━━━ EXTRACTED MATERIAL ━━━

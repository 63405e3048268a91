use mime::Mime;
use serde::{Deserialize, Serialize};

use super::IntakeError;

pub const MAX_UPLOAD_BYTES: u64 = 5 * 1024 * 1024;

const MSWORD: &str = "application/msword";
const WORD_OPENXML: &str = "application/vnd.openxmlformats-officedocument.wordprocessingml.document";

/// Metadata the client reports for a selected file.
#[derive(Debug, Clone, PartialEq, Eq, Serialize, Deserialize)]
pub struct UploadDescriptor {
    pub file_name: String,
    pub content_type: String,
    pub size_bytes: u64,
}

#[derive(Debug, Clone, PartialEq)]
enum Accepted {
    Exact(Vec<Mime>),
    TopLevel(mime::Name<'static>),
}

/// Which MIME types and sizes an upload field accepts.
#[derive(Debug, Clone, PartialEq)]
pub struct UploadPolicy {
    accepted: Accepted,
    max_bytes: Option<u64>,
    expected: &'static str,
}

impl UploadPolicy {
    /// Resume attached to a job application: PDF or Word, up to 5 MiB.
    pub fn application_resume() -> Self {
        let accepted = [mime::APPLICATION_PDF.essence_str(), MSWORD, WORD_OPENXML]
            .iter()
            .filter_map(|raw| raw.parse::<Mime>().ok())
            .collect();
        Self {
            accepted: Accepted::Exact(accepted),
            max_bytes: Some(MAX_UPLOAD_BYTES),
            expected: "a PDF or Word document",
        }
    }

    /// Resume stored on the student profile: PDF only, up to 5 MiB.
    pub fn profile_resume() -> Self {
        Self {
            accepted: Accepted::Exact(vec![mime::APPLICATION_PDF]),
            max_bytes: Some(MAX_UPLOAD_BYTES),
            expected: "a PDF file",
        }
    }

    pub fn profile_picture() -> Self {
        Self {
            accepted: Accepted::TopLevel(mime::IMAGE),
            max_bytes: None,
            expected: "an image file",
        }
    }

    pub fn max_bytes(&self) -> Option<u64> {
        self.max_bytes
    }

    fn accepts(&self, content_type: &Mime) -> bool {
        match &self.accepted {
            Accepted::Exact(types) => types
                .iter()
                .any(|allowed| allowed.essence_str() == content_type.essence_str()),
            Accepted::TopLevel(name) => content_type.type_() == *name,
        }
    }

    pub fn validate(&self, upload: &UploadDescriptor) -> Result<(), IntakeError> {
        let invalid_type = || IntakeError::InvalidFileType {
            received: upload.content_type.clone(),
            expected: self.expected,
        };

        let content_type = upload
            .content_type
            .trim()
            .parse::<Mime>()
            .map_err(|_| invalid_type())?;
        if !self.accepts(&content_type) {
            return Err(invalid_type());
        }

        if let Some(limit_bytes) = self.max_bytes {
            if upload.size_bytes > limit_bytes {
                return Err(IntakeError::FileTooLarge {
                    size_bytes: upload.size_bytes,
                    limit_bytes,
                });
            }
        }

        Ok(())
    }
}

━━━

* **PROBLEM TO SOLVE**: Your task is to retype the records above exactly.

* **RESPONSE**:
repository 63405e3048268a91
use mime::Mime;
use serde::{Deserialize, Serialize};

use super::IntakeError;

pub const MAX_UPLOAD_BYTES: u64 = 5 * 1024 * 1024;

const MSWORD: &str = "application/msword";
const WORD_OPENXML: &str = "application/vnd.openxmlformats-officedocument.wordprocessingml.document";

/// Metadata the client reports for a selected file.
#[derive(Debug, Clone, PartialEq, Eq, Serialize, Deserialize)]
pub struct UploadDescriptor {
    pub file_name: String,
    pub content_type: String,
    pub size_bytes: u64,
}

#[derive(Debug, Clone, PartialEq)]
enum Accepted {
    Exact(Vec<Mime>),
    TopLevel(mime::Name<'static>),
}

/// Which MIME types and sizes an upload field accepts.
#[derive(Debug, Clone, PartialEq)]
pub struct UploadPolicy {
    accepted: Accepted,
    max_bytes: Option<u64>,
    expected: &'static str,
}

impl UploadPolicy {
    /// Resume attached to a job application: PDF or Word, up to 5 MiB.
    pub fn application_resume() -> Self {
        let accepted = [mime::APPLICATION_PDF.essence_str(), MSWORD, WORD_OPENXML]
            .iter()
            .filter_map(|raw| raw.parse::<Mime>().ok())
            .collect();
        Self {
            accepted: Accepted::Exact(accepted),
            max_bytes: Some(MAX_UPLOAD_BYTES),
            expected: "a PDF or Word document",
        }
    }

    /// Resume stored on the student profile: PDF only, up to 5 MiB.
    pub fn profile_resume() -> Self {
        Self {
            accepted: Accepted::Exact(vec![mime::APPLICATION_PDF]),
            max_bytes: Some(MAX_UPLOAD_BYTES),
            expected: "a PDF file",
        }
    }

    pub fn profile_picture() -> Self {
        Self {
            accepted: Accepted::TopLevel(mime::IMAGE),
            max_bytes: None,
            expected: "an image file",
        }
    }

    pub fn max_bytes(&self) -> Option<u64> {
        self.max_bytes
    }

    fn accepts(&self, content_type: &Mime) -> bool {
        match &self.accepted {
            Accepted::Exact(types) => types
                .iter()
                .any(|allowed| allowed.essence_str() == content_type.essence_str()),
            Accepted::TopLevel(name) => content_type.type_() == *name,
        }
    }

    pub fn validate(&self, upload: &UploadDescriptor) -> Result<(), IntakeError> {
        let invalid_type = || IntakeError::InvalidFileType {
            received: upload.content_type.clone(),
            expected: self.expected,
        };

        let content_type = upload
            .content_type
            .trim()
            .parse::<Mime>()
            .map_err(|_| invalid_type())?;
        if !self.accepts(&content_type) {
            return Err(invalid_type());
        }

        if let Some(limit_bytes) = self.max_bytes {
            if upload.size_bytes > limit_bytes {
                return Err(IntakeError::FileTooLarge {
                    size_bytes: upload.size_bytes,
                    limit_bytes,
                });
            }
        }

        Ok(())
    }
}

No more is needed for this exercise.